Splunk Search

Compare object position with last position with search command

gccyuen
New Member

I tried to write a search command to track object position, and compare the current position from last position, the date are like:

Obj, x, y
A, 1.1, 2.2
B, 1.1, 2.0
A, 1.2, 2.0
B, 1.3, 2.0
...

So each record of obj 'A' need to compare with the last record of 'A', except for the first record.

However, I found that Splunk push the search result in bunches to the search command, and I will have gaps in between records.

For example when a plain search return 3,148 events, I wrote a pipe search command and find the events arrived in bunches of 50, 449, 2500, 149, 0, 0, 0, the code of the pipe search command is listed below.

import sys

from splunklib.searchcommands import \
    dispatch, StreamingCommand, Configuration, Option, validators

@Configuration()

class CountMatchesCommand(StreamingCommand):

    def stream(self, records):
        i = 0
        for record in records:
            i += 1
            yield record
        self.logger.error('CountMatchesCommand error: %d' % i)

dispatch(CountMatchesCommand, sys.argv, sys.stdin, sys.stdout, __name__)

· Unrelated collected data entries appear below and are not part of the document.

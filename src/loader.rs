//! This module provides the `ProgramLoader` struct, responsible for loading machine
//! descriptions from files and strings.

use crate::parser::parse_with_mode;
use crate::types::{Mode, OtmError, Program};
use log::debug;
use std::fs;
use std::path::Path;

/// `ProgramLoader` is a utility struct for loading machine descriptions.
pub struct ProgramLoader;

impl ProgramLoader {
    /// Loads a machine description from the specified file path.
    ///
    /// # Returns
    ///
    /// * `Ok(Program)` if the file is successfully read, parsed and validated.
    /// * `Err(OtmError::FileError)` if the file cannot be read.
    /// * `Err(OtmError::ParseError)` or `Err(OtmError::ValidationError)` if the content
    ///   is not a valid machine description.
    pub fn load_program(path: &Path, mode: Mode) -> Result<Program, OtmError> {
        let content = fs::read_to_string(path).map_err(|e| {
            OtmError::FileError(format!("Failed to read file {}: {}", path.display(), e))
        })?;

        debug!("Loaded {} bytes from {}", content.len(), path.display());

        parse_with_mode(&content, mode)
    }

    /// Loads a machine description from the provided string content.
    pub fn load_program_from_string(content: &str, mode: Mode) -> Result<Program, OtmError> {
        parse_with_mode(content, mode)
    }
}
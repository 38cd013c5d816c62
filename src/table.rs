//! This module provides the `TransitionTable`, the authoritative list of transition rules.

use crate::types::Transition;
use std::collections::HashMap;

/// Owns every transition and resolves a `(state, input symbol, tape symbol)` triple to the
/// rule that applies.
///
/// Rules are grouped by source state, keeping their declaration order inside each group,
/// so the first listed rule for a triple is always the one returned.
#[derive(Debug, Clone, Default, PartialEq)]
pub struct TransitionTable {
    transitions: Vec<Transition>,
    by_state: HashMap<String, Vec<usize>>,
}

impl TransitionTable {
    /// Creates a table over `transitions`, grouping them by source state.
    pub fn new(transitions: Vec<Transition>) -> Self {
        let mut by_state: HashMap<String, Vec<usize>> = HashMap::new();
        for (i, transition) in transitions.iter().enumerate() {
            by_state
                .entry(transition.source_state.clone())
                .or_default()
                .push(i);
        }

        Self {
            transitions,
            by_state,
        }
    }

    /// Finds the first rule matching the given triple.
    ///
    /// `None` is not an error: it is how a run halts.
    pub fn lookup(
        &self,
        state: &str,
        input_symbol: char,
        tape_symbol: char,
    ) -> Option<&Transition> {
        self.by_state.get(state)?.iter().find_map(|&i| {
            let t = &self.transitions[i];
            (t.input_symbol == input_symbol && t.read_symbol == tape_symbol).then_some(t)
        })
    }

    /// Returns each rule that shares its triple with an earlier rule.
    /// These rules can never fire.
    pub fn shadowed(&self) -> Vec<&Transition> {
        self.transitions
            .iter()
            .filter(|t| {
                self.lookup(&t.source_state, t.input_symbol, t.read_symbol)
                    .is_some_and(|first| !std::ptr::eq(first, *t))
            })
            .collect()
    }

    pub fn iter(&self) -> impl Iterator<Item = &Transition> {
        self.transitions.iter()
    }

    pub fn len(&self) -> usize {
        self.transitions.len()
    }

    pub fn is_empty(&self) -> bool {
        self.transitions.is_empty()
    }
}
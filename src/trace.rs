//! This module provides snapshots of a running machine and renders them for observation,
//! either as the plain-text block printed after every step or as JSON lines.

use crate::tape::Tape;
use crate::types::State;
use serde::{Deserialize, Serialize};
use std::io::{self, Write};

/// Marker printed right after the cell under the head.
pub const HEAD_MARKER: char = '<';

/// An observed configuration of the machine at one point in a run.
#[derive(Debug, Clone, PartialEq, Eq, Serialize, Deserialize)]
pub struct Snapshot {
    /// Number of rules applied before this snapshot was taken.
    pub step: usize,
    /// The current state, or `None` once the machine halted on a missing rule.
    pub state: Option<State>,
    /// Every tape cell, in order.
    pub tape: Vec<char>,
    /// Index of the cell under the head.
    pub head: usize,
}

impl Snapshot {
    /// Captures `tape` together with the step count and current state.
    pub fn new(step: usize, state: Option<State>, tape: &Tape) -> Self {
        Self {
            step,
            state,
            tape: tape.cells().to_vec(),
            head: tape.head(),
        }
    }

    /// Whether the current state accepts. `None` when there is no current state.
    pub fn accepting(&self) -> Option<bool> {
        self.state.as_ref().map(|s| s.accepting)
    }

    pub fn is_halted(&self) -> bool {
        self.state.is_none()
    }
}

/// Renders a snapshot as a text block:
///
/// ```text
/// State: q1 and is 1
/// X _< _ _ _ _ _ _ _ _
/// ```
///
/// Every cell is followed by [`HEAD_MARKER`] if the head is on it, or a space otherwise.
pub fn render(snapshot: &Snapshot) -> String {
    let mut out = match &snapshot.state {
        Some(state) => format!("State: {} and is {}\n", state.name, u8::from(state.accepting)),
        None => "State: none (halted)\n".to_string(),
    };

    for (i, &cell) in snapshot.tape.iter().enumerate() {
        out.push(cell);
        out.push(if i == snapshot.head { HEAD_MARKER } else { ' ' });
    }
    out.push('\n');

    out
}

/// Output formats understood by [`Reporter`].
#[derive(Debug, Default, Clone, Copy, PartialEq, Eq)]
pub enum TraceFormat {
    /// The text block produced by [`render`].
    #[default]
    Text,
    /// One JSON object per line.
    Json,
}

/// Writes snapshots to an output stream as they are produced.
pub struct Reporter<W: Write> {
    out: W,
    format: TraceFormat,
}

impl<W: Write> Reporter<W> {
    /// Creates a reporter writing `format` output to `out`.
    pub fn new(out: W, format: TraceFormat) -> Self {
        Self { out, format }
    }

    pub fn report(&mut self, snapshot: &Snapshot) -> io::Result<()> {
        match self.format {
            TraceFormat::Text => self.out.write_all(render(snapshot).as_bytes()),
            TraceFormat::Json => {
                serde_json::to_writer(&mut self.out, snapshot)?;
                self.out.write_all(b"\n")
            }
        }
    }

    pub fn flush(&mut self) -> io::Result<()> {
        self.out.flush()
    }

    /// Consumes the reporter and returns the underlying stream.
    pub fn into_inner(self) -> W {
        self.out
    }
}

#[cfg(test)]
mod tests {
    use super::*;
    use crate::types::Direction;

    #[test]
    fn test_render_initial_configuration() {
        let snapshot = Snapshot::new(0, Some(State::new("q0", false)), &Tape::with_capacity(3));

        assert_eq!(render(&snapshot), "State: q0 and is 0\n_<_ _ \n");
    }

    #[test]
    fn test_render_accepting_state_and_head() {
        let mut tape = Tape::with_capacity(3);
        tape.write('X');
        tape.move_head(Direction::Right);
        let snapshot = Snapshot::new(1, Some(State::new("q1", true)), &tape);

        assert_eq!(render(&snapshot), "State: q1 and is 1\nX _<_ \n");
        assert_eq!(snapshot.accepting(), Some(true));
    }

    #[test]
    fn test_render_halted() {
        let snapshot = Snapshot::new(4, None, &Tape::with_capacity(2));

        assert_eq!(render(&snapshot), "State: none (halted)\n_<_ \n");
        assert!(snapshot.is_halted());
        assert_eq!(snapshot.accepting(), None);
    }

    #[test]
    fn test_reporter_text() {
        let snapshot = Snapshot::new(0, Some(State::new("q0", false)), &Tape::with_capacity(1));
        let mut reporter = Reporter::new(Vec::new(), TraceFormat::Text);
        reporter.report(&snapshot).unwrap();
        reporter.report(&snapshot).unwrap();

        let out = String::from_utf8(reporter.into_inner()).unwrap();
        assert_eq!(out, "State: q0 and is 0\n_<\nState: q0 and is 0\n_<\n");
    }

    #[test]
    fn test_reporter_json_lines() {
        let snapshot = Snapshot::new(2, Some(State::new("q1", true)), &Tape::with_capacity(2));
        let halted = Snapshot::new(3, None, &Tape::with_capacity(2));

        let mut reporter = Reporter::new(Vec::new(), TraceFormat::Json);
        reporter.report(&snapshot).unwrap();
        reporter.report(&halted).unwrap();

        let out = String::from_utf8(reporter.into_inner()).unwrap();
        let lines: Vec<&str> = out.lines().collect();
        assert_eq!(lines.len(), 2);

        let first: Snapshot = serde_json::from_str(lines[0]).unwrap();
        assert_eq!(first, snapshot);

        let second: serde_json::Value = serde_json::from_str(lines[1]).unwrap();
        assert!(second["state"].is_null());
        assert_eq!(second["step"], 3);
    }
}
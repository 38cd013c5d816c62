//! This module defines the `Tape`, a one-dimensional symbol store with a single read/write
//! head. The tape is unbounded in both directions; it is backed by a finite buffer that
//! doubles whenever the head runs off either edge.

use crate::types::{Direction, BLANK_SYMBOL, INITIAL_TAPE_CAPACITY};
use log::debug;

/// An abstractly infinite tape backed by a growable buffer.
///
/// Invariant: `head < cells.len()` and every cell holds either a written symbol or
/// [`BLANK_SYMBOL`].
#[derive(Debug, Clone, PartialEq, Eq)]
pub struct Tape {
    cells: Vec<char>,
    head: usize,
}

impl Default for Tape {
    fn default() -> Self {
        Self::new()
    }
}

impl Tape {
    /// Creates a blank tape of [`INITIAL_TAPE_CAPACITY`] cells with the head on cell 0.
    pub fn new() -> Self {
        Self::with_capacity(INITIAL_TAPE_CAPACITY)
    }

    /// Creates a blank tape of `capacity` cells. A capacity of zero is raised to one so
    /// the head always has a cell to sit on.
    pub fn with_capacity(capacity: usize) -> Self {
        Self {
            cells: vec![BLANK_SYMBOL; capacity.max(1)],
            head: 0,
        }
    }

    /// Returns the symbol under the head.
    pub fn read(&self) -> char {
        self.cells[self.head]
    }

    /// Overwrites the symbol under the head.
    pub fn write(&mut self, symbol: char) {
        self.cells[self.head] = symbol;
    }

    /// Moves the head one cell, growing the buffer when the head sits on an edge.
    pub fn move_head(&mut self, direction: Direction) {
        match direction {
            Direction::Left => {
                if self.head == 0 {
                    self.grow_left();
                }
                self.head -= 1;
            }
            Direction::Right => {
                if self.head == self.cells.len() - 1 {
                    self.grow_right();
                }
                self.head += 1;
            }
            Direction::Hold => {}
        }
    }

    /// Doubles the buffer by prepending blanks.
    ///
    /// Existing cells are shifted into the upper half and the head is shifted with them,
    /// so it keeps pointing at the same logical cell.
    pub fn grow_left(&mut self) {
        let capacity = self.cells.len();
        let mut cells = Vec::with_capacity(capacity * 2);
        cells.resize(capacity, BLANK_SYMBOL);
        cells.extend_from_slice(&self.cells);

        self.cells = cells;
        self.head += capacity;

        debug!(
            "Tape grown to the left: capacity {} -> {}",
            capacity,
            self.cells.len()
        );
    }

    /// Doubles the buffer by appending blanks. Existing cells and the head are unchanged.
    pub fn grow_right(&mut self) {
        let capacity = self.cells.len();
        self.cells.resize(capacity * 2, BLANK_SYMBOL);

        debug!(
            "Tape grown to the right: capacity {} -> {}",
            capacity,
            self.cells.len()
        );
    }

    /// Returns the current head position.
    pub fn head(&self) -> usize {
        self.head
    }

    /// Returns the number of cells currently backing the tape.
    pub fn capacity(&self) -> usize {
        self.cells.len()
    }

    /// Returns every cell in order.
    pub fn cells(&self) -> &[char] {
        &self.cells
    }
}
//! This module provides the `StateRegistry`, the authoritative list of declared states.

use crate::types::State;
use std::collections::HashMap;

/// Owns every declared state and resolves names to states.
///
/// States are kept in declaration order. Lookups go through a name index; when a name
/// is declared twice the first declaration is the one that resolves.
#[derive(Debug, Clone, Default, PartialEq)]
pub struct StateRegistry {
    states: Vec<State>,
    index: HashMap<String, usize>,
}

impl StateRegistry {
    /// Creates a registry over `states`, indexing them by name.
    pub fn new(states: Vec<State>) -> Self {
        let mut index = HashMap::with_capacity(states.len());
        for (i, state) in states.iter().enumerate() {
            index.entry(state.name.clone()).or_insert(i);
        }

        Self { states, index }
    }

    /// Resolves a state by exact name.
    pub fn lookup(&self, name: &str) -> Option<&State> {
        self.index.get(name).map(|&i| &self.states[i])
    }

    pub fn contains(&self, name: &str) -> bool {
        self.index.contains_key(name)
    }

    /// Returns the names declared more than once, each reported a single time, in
    /// the order their second declaration appears.
    pub fn duplicates(&self) -> Vec<String> {
        let mut duplicates: Vec<String> = Vec::new();
        for (i, state) in self.states.iter().enumerate() {
            if self.index[&state.name] != i && !duplicates.contains(&state.name) {
                duplicates.push(state.name.clone());
            }
        }
        duplicates
    }

    pub fn len(&self) -> usize {
        self.states.len()
    }

    pub fn is_empty(&self) -> bool {
        self.states.is_empty()
    }
}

Can anyone advise what is the best solution to handle the 'bunch arrival' problem so I can reliably compare position with last one?

0 Karma
1 Solution

aweitzman
Motivator

I'm not sure I understand what your "bunch arrival" problem is. You're just trying to compare the position of each Obj to its previous position, right?

Does this get you what you want?

...your search here...
| streamstats window=2 range(x) as dx range(y) as dy by Obj 
| eval distance=sqrt(pow(dx,2)+pow(dy,2))
| table Obj x y distance

Using streamstats with window=2 will ensure that the range function only compares the current value with the previous one, and results in the difference between the two, which you can then use to compute the distance between the positions.

View solution in original post

aweitzman
Motivator

I'm not sure I understand what your "bunch arrival" problem is. You're just trying to compare the position of each Obj to its previous position, right?

Does this get you what you want?

...your search here...
| streamstats window=2 range(x) as dx range(y) as dy by Obj 
| eval distance=sqrt(pow(dx,2)+pow(dy,2))
| table Obj x y distance

Using streamstats with window=2 will ensure that the range function only compares the current value with the previous one, and results in the difference between the two, which you can then use to compute the distance between the positions.

gccyuen
New Member

Thanks for your reply, I will take deeper look into the streamstats.
However, I have to check if the object has crossed some line, therefore I have to do it with custom search command. Then I found the custom search command seemed to be invoke multiple times, each time ( bunch) process only a subset of all the events (perhaps for running the search in parallel??). Between two bunches I had a gap and cannot reliably compare the current position with the last position....

0 Karma

aweitzman
Motivator

What do you mean "check if the object has crossed some line"? I'd be very surprised if whatever you need to do requires a custom search command. (That's not to say that it might not be more efficient to use one, but it still might be possible to do it with a regular search.)

0 Karma

gccyuen
New Member

OK, every minutes I got positions of thousands of objects that are moving around, and I have an arbitrary straight line drawn on the floor, now I need to count the events of objects crossing that line.

So if for an object, its last position is on the 'A' side of the line and the current position is on the 'B' side of the line, then it has just crossed the line, right? The calculation is a bit complex but I did figure it out, and put the algorithm in a custom search command.

The problem now is at search time I cannot reliably get the last position when I have the current event at hand, because Splunk seemed to pass the events in bunches.

0 Karma

aweitzman
Motivator

You can carry the previous value of each event with you using streamstats also:

...your search...
| streamstats window=2 first(x) as prevx first(y) as prevy
| ...your custom command...

Now you don't have to worry about discontinuities in the result batches - the values you need are in the event for you already.

0 Karma

gccyuen
New Member

I finally work out the solution and your information is critically for solving it!